:: YOUR OBJECTIVE ::
Go through the entries and copy every line that has the string "Australia" in it.

:: STORED DATA ::
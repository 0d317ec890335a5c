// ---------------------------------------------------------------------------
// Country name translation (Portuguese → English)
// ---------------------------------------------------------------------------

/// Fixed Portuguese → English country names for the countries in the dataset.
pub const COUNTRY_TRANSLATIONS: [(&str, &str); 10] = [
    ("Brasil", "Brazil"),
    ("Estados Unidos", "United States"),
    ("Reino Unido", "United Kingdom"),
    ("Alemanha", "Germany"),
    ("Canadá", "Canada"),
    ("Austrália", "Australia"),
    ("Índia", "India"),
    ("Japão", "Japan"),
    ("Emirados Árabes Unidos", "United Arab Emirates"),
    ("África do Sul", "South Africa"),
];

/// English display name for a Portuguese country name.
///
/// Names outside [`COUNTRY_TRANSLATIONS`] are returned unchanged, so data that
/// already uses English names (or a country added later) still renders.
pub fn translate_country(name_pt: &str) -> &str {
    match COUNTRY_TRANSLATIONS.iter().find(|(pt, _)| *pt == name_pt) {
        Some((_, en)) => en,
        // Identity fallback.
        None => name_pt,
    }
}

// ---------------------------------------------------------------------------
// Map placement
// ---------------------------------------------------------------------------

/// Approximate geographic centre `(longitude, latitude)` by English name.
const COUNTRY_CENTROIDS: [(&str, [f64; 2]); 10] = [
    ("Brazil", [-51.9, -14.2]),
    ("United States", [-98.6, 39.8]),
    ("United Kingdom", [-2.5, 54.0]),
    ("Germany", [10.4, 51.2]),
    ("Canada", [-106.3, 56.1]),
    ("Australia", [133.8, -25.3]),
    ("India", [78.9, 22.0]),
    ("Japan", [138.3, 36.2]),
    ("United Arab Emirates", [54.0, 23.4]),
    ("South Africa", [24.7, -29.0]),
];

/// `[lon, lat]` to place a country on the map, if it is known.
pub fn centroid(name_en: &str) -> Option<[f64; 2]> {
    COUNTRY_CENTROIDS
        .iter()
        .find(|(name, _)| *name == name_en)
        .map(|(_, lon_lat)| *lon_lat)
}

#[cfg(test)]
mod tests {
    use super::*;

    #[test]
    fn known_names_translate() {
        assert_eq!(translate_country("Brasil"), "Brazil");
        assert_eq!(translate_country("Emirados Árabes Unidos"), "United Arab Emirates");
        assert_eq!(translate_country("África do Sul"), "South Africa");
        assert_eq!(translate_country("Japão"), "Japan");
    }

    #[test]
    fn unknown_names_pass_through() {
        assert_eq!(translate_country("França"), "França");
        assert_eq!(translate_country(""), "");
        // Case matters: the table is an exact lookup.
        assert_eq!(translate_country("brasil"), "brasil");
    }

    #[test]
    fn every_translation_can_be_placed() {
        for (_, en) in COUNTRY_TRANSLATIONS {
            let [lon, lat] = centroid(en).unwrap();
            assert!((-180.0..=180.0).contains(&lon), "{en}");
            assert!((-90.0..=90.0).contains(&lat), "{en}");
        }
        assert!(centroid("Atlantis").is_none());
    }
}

:: ANSWER BOX ::
    ("Austrália", "Australia"),
    ("Australia", [133.8, -25.3]),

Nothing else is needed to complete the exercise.